While these investigations were going on and the government was being damaged, the Prime Minister shut down Parliament. He prorogued, breaking a promise that the Liberals would never prorogue. In fact, the Prime Minister marched in the streets against prorogation, stating he would never do it and would never try to avoid accountability.
What did the Liberals do with those six weeks, aside from hiding from accountability? They did not get ready. They did not consult with stakeholders and opposition parties. They did not prepare to provide Canadians with the help they need. While all of our allies had approved rapid testing, we were into the second wave here in Canada. After weeks of opposition pressure, after we had come back, and after the doors had been unlocked after they had shut down Parliament, we put the pressure on for rapid tests. We were talking about rapid tests in March and are still asking the Prime Minister where they are. The government bought 7.9 million of those tests, but they were not approved. Suddenly, the next day, they were approved.
We have been calling for these tests but they are not in the hands of the government or Canadians yet. The Prime Minister says it is going to be a couple of weeks for the tests. How many schools are going to be closed in the next couple of weeks while Canadians wait for those tests? How many workplaces will close? How many more community outbreaks will occur? This is a failure of the Prime Minister, one of many during this pandemic.
Canadians deserve better. The Prime Minister said a couple of weeks, but he had a couple of weeks. He had six weeks. However, the Liberals had to rush through the reforms to the emergency response benefit because they did not get ready. They did not use those six weeks. The Prime Minister hid.
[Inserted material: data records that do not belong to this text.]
/*!
Ranking rules.

Each rule yields a [Ranking] from the best to the worst action. [Digraph::ranking] selects a rule by
its [RankingRule] name.
*/
use super::Digraph;
use crate::{
    algebra::Polarization,
    datatypes::{ActionContainer, Decimal, ValuationDomain},
    error::{DigraphError, Result},
};
use rand::{rngs::StdRng, seq::SliceRandom, SeedableRng};
use roaring::RoaringBitmap;
use serde::{Deserialize, Serialize};
use std::cmp::Ordering;
use strum::{Display, EnumString, EnumVariantNames};

/// Available ranking rules.
#[derive(
    EnumString, EnumVariantNames, Display, Serialize, Deserialize, Debug, Clone, Copy, PartialEq, Eq,
)]
#[strum(serialize_all = "kebab-case")]
#[serde(rename_all = "kebab-case")]
pub enum RankingRule {
    /// Leximin: repeatedly rank first the action whose weakest outgoing value is strongest.
    Kohler,
    /// Leximax: repeatedly rank last the action whose strongest outgoing value is weakest.
    ArrowRaynaud,
    /// Greedy acyclic insertion of the strongest pairs.
    RankedPairs,
    /// Maximal agreement with the relation over all permutations.
    Kemeny,
    /// Kemeny on the crisp median cut.
    Slater,
    /// Net number of asserted arcs.
    Copeland,
    /// Net sum of characteristic values.
    NetFlows,
}

/// Settings of the Kemeny and Slater rules.
#[derive(Serialize, Deserialize, Debug, Clone, Copy, PartialEq, Eq)]
#[serde(default)]
pub struct KemenyConfig {
    /// Largest order enumerated exhaustively.
    pub order_limit: usize,
    /// Sample random permutations above the limit instead of failing.
    pub probabilistic: bool,
    /// Number of sampled permutations.
    pub sample_size: usize,
    /// Seed of the sampler.
    pub seed: Option<u64>,
}

impl Default for KemenyConfig {
    fn default() -> Self {
        Self {
            order_limit: 7,
            probabilistic: false,
            sample_size: 1000,
            seed: None,
        }
    }
}

/// A linear ranking of keys, best first.
#[derive(Serialize, Deserialize, Debug, Clone, PartialEq, Eq)]
pub struct Ranking {
    /// The rule which produced the ranking.
    pub rule: RankingRule,
    /// Keys from the best to the worst.
    pub ranking: Vec<String>,
    /// Rule specific score of every ranked key, aligned with `ranking`.
    pub scores: Vec<Decimal>,
}

impl Ranking {
    fn from_positions(
        rule: RankingRule,
        actions: &ActionContainer,
        positions: &[usize],
        scores: Vec<Decimal>,
    ) -> Self {
        Self {
            rule,
            ranking: positions
                .iter()
                .map(|&x| actions.key(x).to_string())
                .collect(),
            scores,
        }
    }

    /// Keys from the worst to the best.
    pub fn order(&self) -> Vec<String> {
        self.ranking.iter().rev().cloned().collect()
    }

    /// 1-based rank of a key.
    pub fn rank_of(&self, key: &str) -> Option<usize> {
        self.ranking.iter().position(|k| k == key).map(|x| x + 1)
    }

    /// The crisp linear order on `[-1, 1]`, with `r(x,y) = 1` iff `x` is ranked before `y`.
    pub fn to_digraph(&self, actions: &ActionContainer) -> Result<Digraph> {
        let mut result = Digraph::with_value(
            actions.clone(),
            ValuationDomain::normalized(),
            Decimal::MINUS_ONE,
        )?;
        for (i, x) in self.ranking.iter().enumerate() {
            for y in self.ranking.iter().skip(i + 1) {
                result.set_edge_value(x, y, Decimal::ONE)?;
            }
        }
        result.set_name(format!("{}-ranking", self.rule));
        Ok(result)
    }
}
Let us talk about the commercial rent assistance program which has been, frankly, a disaster. It is expiring. There is nothing on the Notice Paper. There is no plan. The Liberals failed businesses. For many of the programs they have had, and in spite of urging from business groups, small business owners and the opposition parties, the criteria were often very narrow and excluded many Canadians. Many people in my community did not qualify for a single program.
For the six weeks the Liberals had, the Speech from the Throne fell very short of what Canadians deserve. What we did see, and what has been demonstrated to Canadians, is the importance of having this place, of having our parliamentary democracy and having a check on the power of government. The work that opposition members do is critical to the function of our democracy. Canadians get better outcomes when we do our work, when Parliament does its work and when committees do their work. That is what we are going to continue to do.
As the official opposition, Canada's Conservatives are going to continue doing the work of holding the government to account. When the time comes, this government in waiting will act on the lessons learned during this pandemic, and we will continue to deliver for Canadians.